Opening Up

An Exclusive Look: In-demand Eau Claire barber edges into limelight

Nickolas Butler, photos by Andrea Paulseth |

A LITTLE OFF THE TOP. Without advertising or an online presence, Dustin Price has built a loyal clientele for Exclusive Barbershop primarily through word of mouth.
A LITTLE OFF THE TOP. Without advertising or an online presence, Dustin Price has built a loyal clientele for Exclusive Barbershop primarily through word of mouth.

Dustin Price grips my head firmly with his left hand, while in his right hand, a razor shapes my hairline just so. His beard is immense, Jeremiah Johnson big, and his eyes are intense. A dip of Kodiak pooches his lower lip, and from time to time he edges away from the chair where I’m sitting to appraise my hair, his work. Then he swings back in. Rap music thumps softly in the background. There’s a hustle and flow to his shop, a certain at-ease swagger. At 6:30, after 45 minutes or so, we depart ways. Dustin has been cutting hair since about 8 that morning. I believe him, because the clipper he used to fade my hair was a little bit hot against my scalp, and he told me he’d already swapped out two other clippers that day.

“I just want good people in my chair. I’ll never hire anyone else. I’m in this because of the personal relationships I build with people – the one-on-one.” – Dustin Price, proprietor of Exclusive Barbershop

Price, 31, is a man in demand (his clients travel from as far as Chicago, Minneapolis, and even Toronto), though you’d never know it by perusing Facebook, Twitter, Instagram, or any of the other ubiquitous social media platforms of our day. He’s an old-school, word-of-mouth kind of guy, whose appointment book is just that – a wide-paged calendar book. His shop has no signage, no website, no online reviews that I could find. Exclusive Barbershop (it opened in July 2013 in a different location) occupies a tiny suite in East Ridge Center, in a quiet back eddy of the building. His door is tinted black and sometimes locked. Inside the shop, there isn’t much to see. A plain tiled floor, two barber chairs, a mini-refrigerator, a reception desk (Price is also the receptionist), a bank of three chairs against a wall of windows – there isn’t even a spray of glossy magazines or a lonely houseplant. And yet, he’s building a legion of fiercely dedicated clients who file into his shop all day long, five, sometimes six days a week.

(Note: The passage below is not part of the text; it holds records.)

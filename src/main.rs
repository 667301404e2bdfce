// Copyright (C) 2025 Jeremy J. Carroll. See LICENSE for details.

//! Command-line entry point: build, verify and emit the stitch-cell tables.

use std::fs::File;
use std::io::{self, BufWriter, Write};
use std::path::PathBuf;
use std::process::ExitCode;

use clap::{ArgAction, Parser};
use log::{error, info, LevelFilter};

use amr_stitch_tables::emit::render;
use amr_stitch_tables::{CaseTables, GeneratorResult, OutputFormat};

#[derive(Parser, Debug)]
#[command(
    name = "stitchgen",
    version,
    about = "Generate and verify the AMR stitch-cell case tables"
)]
struct Cli {
    /// Write the tables here instead of stdout
    #[arg(short, long)]
    output: Option<PathBuf>,

    /// Language of the emitted tables
    #[arg(short, long, value_enum, default_value_t = OutputFormat::C)]
    format: OutputFormat,

    /// Build and verify the tables without emitting them
    #[arg(long)]
    validate_only: bool,

    /// Print the record and tessellations of one case
    #[arg(long, value_name = "N")]
    show_case: Option<usize>,

    /// More log output (repeatable)
    #[arg(short, long, action = ArgAction::Count)]
    verbose: u8,

    /// Only log errors
    #[arg(short, long, conflicts_with = "verbose")]
    quiet: bool,
}

impl Cli {
    fn log_level(&self) -> LevelFilter {
        if self.quiet {
            return LevelFilter::Error;
        }
        match self.verbose {
            0 => LevelFilter::Warn,
            1 => LevelFilter::Info,
            2 => LevelFilter::Debug,
            _ => LevelFilter::Trace,
        }
    }
}

fn run(cli: &Cli) -> GeneratorResult<()> {
    let tables = CaseTables::build()?;
    info!("statistics:\n{}", tables.statistics);

    if let Some(case) = cli.show_case {
        print!("{}", tables.describe_case(case)?);
        return Ok(());
    }
    if cli.validate_only {
        println!(
            "{} tessellations validated",
            tables.tessellations.total()
        );
        return Ok(());
    }

    match &cli.output {
        Some(path) => {
            let mut out = BufWriter::new(File::create(path)?);
            render(&tables.output, cli.format, &mut out)?;
            out.flush()?;
            info!("wrote {} tables to {}", cli.format, path.display());
        }
        None => {
            let stdout = io::stdout();
            let mut out = stdout.lock();
            render(&tables.output, cli.format, &mut out)?;
            out.flush()?;
        }
    }
    Ok(())
}

fn main() -> ExitCode {
    let cli = Cli::parse();

    env_logger::Builder::new()
        .filter_level(cli.log_level())
        .parse_default_env()
        .init();

    match run(&cli) {
        Ok(()) => ExitCode::SUCCESS,
        Err(err) => {
            error!("{err}");
            ExitCode::FAILURE
        }
    }
}

#[cfg(test)]
mod tests {
    use super::*;

    #[test]
    fn test_format_option() {
        let cli = Cli::try_parse_from(["stitchgen"]).unwrap();
        assert_eq!(cli.format, OutputFormat::C);
        let cli = Cli::try_parse_from(["stitchgen", "-f", "rust"]).unwrap();
        assert_eq!(cli.format, OutputFormat::Rust);
        assert!(Cli::try_parse_from(["stitchgen", "--format", "fortran"]).is_err());
    }

    #[test]
    fn test_verbosity() {
        let cli = Cli::try_parse_from(["stitchgen", "-vv"]).unwrap();
        assert_eq!(cli.log_level(), LevelFilter::Debug);
        assert!(Cli::try_parse_from(["stitchgen", "-q", "-v"]).is_err());
    }
}
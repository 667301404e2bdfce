// Copyright (C) 2025 Jeremy J. Carroll. See LICENSE for details.

//! Fixed geometry of the unit cube.
//!
//! # Corner numbering
//!
//! ```text
//!        7 -------- 6
//!       /|         /|
//!      4 -------- 5 |        z
//!      | |        | |        |  y
//!      | 3 -------|-2        | /
//!      |/         |/         |/
//!      0 -------- 1          +---- x
//! ```
//!
//! Corner `i` of a case configuration is bit `i` of the case number.

/// Number of cube corners.
pub const NCORNERS: usize = 8;

/// Number of corner refinement configurations (2^NCORNERS).
pub const NCASES: usize = 1 << NCORNERS;

/// Number of coordinate axes.
pub const NAXES: usize = 3;

/// Number of square faces of the cube.
pub const NCUBE_FACES: usize = 6;

/// Number of corners of a square face.
pub const NFACE_CORNERS: usize = 4;

/// Number of square-face configurations (2^NFACE_CORNERS).
pub const NFACE_CONFIGS: usize = 1 << NFACE_CORNERS;

/// Number of rotations of the cube.
pub const NROTATIONS: usize = 24;

/// Largest number of subcases any case can have.
pub const MAX_SUBCASES: usize = 4;

/// Unit coordinates of each corner.
pub const CORNER_POSITIONS: [[i64; 3]; NCORNERS] = [
    [0, 0, 0],
    [1, 0, 0],
    [1, 1, 0],
    [0, 1, 0],
    [0, 0, 1],
    [1, 0, 1],
    [1, 1, 1],
    [0, 1, 1],
];

/// The six cube faces as corner cycles, counter-clockwise seen from outside.
///
/// Order: x=0, x=1, y=0, y=1, z=0, z=1.
pub const CUBE_FACES: [[u8; NFACE_CORNERS]; NCUBE_FACES] = [
    [0, 4, 7, 3],
    [1, 2, 6, 5],
    [0, 1, 5, 4],
    [3, 7, 6, 2],
    [0, 3, 2, 1],
    [4, 5, 6, 7],
];

/// The four cube edges parallel to each axis, as (low, high) corner pairs.
pub const AXIS_PAIRS: [[(u8, u8); 4]; NAXES] = [
    [(0, 1), (3, 2), (4, 5), (7, 6)],
    [(0, 3), (1, 2), (4, 7), (5, 6)],
    [(0, 4), (1, 5), (2, 6), (3, 7)],
];

/// The corners on the low face of each axis.
pub const AXIS_LOW_CORNERS: [[u8; 4]; NAXES] = [[0, 3, 4, 7], [0, 1, 4, 5], [0, 1, 2, 3]];
// Copyright (C) 2025 Jeremy J. Carroll. See LICENSE for details.

//! Common test utilities shared across integration tests.

use std::sync::OnceLock;

use amr_stitch_tables::CaseTables;

/// The validated tables, built once per test binary.
pub fn tables() -> &'static CaseTables {
    static TABLES: OnceLock<CaseTables> = OnceLock::new();
    TABLES.get_or_init(|| CaseTables::build().expect("case tables should build"))
}

/// The six configurations with one cube face refined.
#[allow(dead_code)]
pub const SINGLE_FACE_CASES: [u8; 6] = [15, 51, 102, 153, 204, 240];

“I just want good people in my chair,” he says. “I’ll never hire anyone else. I’m in this because of the personal relationships I build with people – the one-on-one.”
On a summer afternoon I’m sitting at Exclusive, peppering Price with questions, when he sees a young man walking toward the shop. Price says, “Dude shaved his beard off.”

Sure enough, the client enters the barbershop sheepishly, rubbing at a newly pruned jawline, a chagrinned smile on his face. Barber and client rib each other for a few minutes before Price moves into action, automatically swooping into his work. The client never says a word about what style he wants or the previous haircut. Everything is in syncopation, everything unspoken.  

After a while, the client, who looks like a burly Wisconsin version of Bryce Harper (All-Star/MVP Washington National bad-boy) says to me, “It’s the only thing I do to pamper myself. I don’t get my nails done. I don’t go out drinking. I get my hair cut every other week by a great guy, and that’s it.”

It’s true that Price is charismatic. A Wisconsin native (Price grew up in Cadott), he has a mellow loopy cadence to his speech and frequently deadpans a joke. His words are muffled by a thick brown walrus mustache. If he were a bartender, you could stay glued to the rail all afternoon and into the evening, idly chit-chatting. He doesn’t advertise it (he doesn’t advertise anything), but he’s an Army veteran who found a new lease on life when he discovered he not only enjoyed cutting people’s hair, but that he was damn good at it, too.

“Perfecting hair became his medication,” his partner Jinnea says. “Nothing would take the edge off but cutting hair and cleaning his shop. But most men coming back can’t figure it out. Can’t fit in.”

Watching Price cut hair, watching him fade, a person can easily imagine the Zen in it all, like fixing a motorcycle engine, or planing a piece of wood – building fine furniture, a boat, a guitar – the margin of error is non-existent. But when asked why he chose this career path instead of say, woodworking, or some other precision trade, Price doggedly returns to the relationships he builds with his stable of clients, which is also utterly intuitive. The finely crafted chair does not, cannot compliment its maker.

Price has created a special environment with his Exclusive Barber Shop, and the kind of business atmosphere that is becoming more and more common in the Chippewa Valley every day. Craftsmanship combined with a sense of community. Good people seeking good people – like water finding water.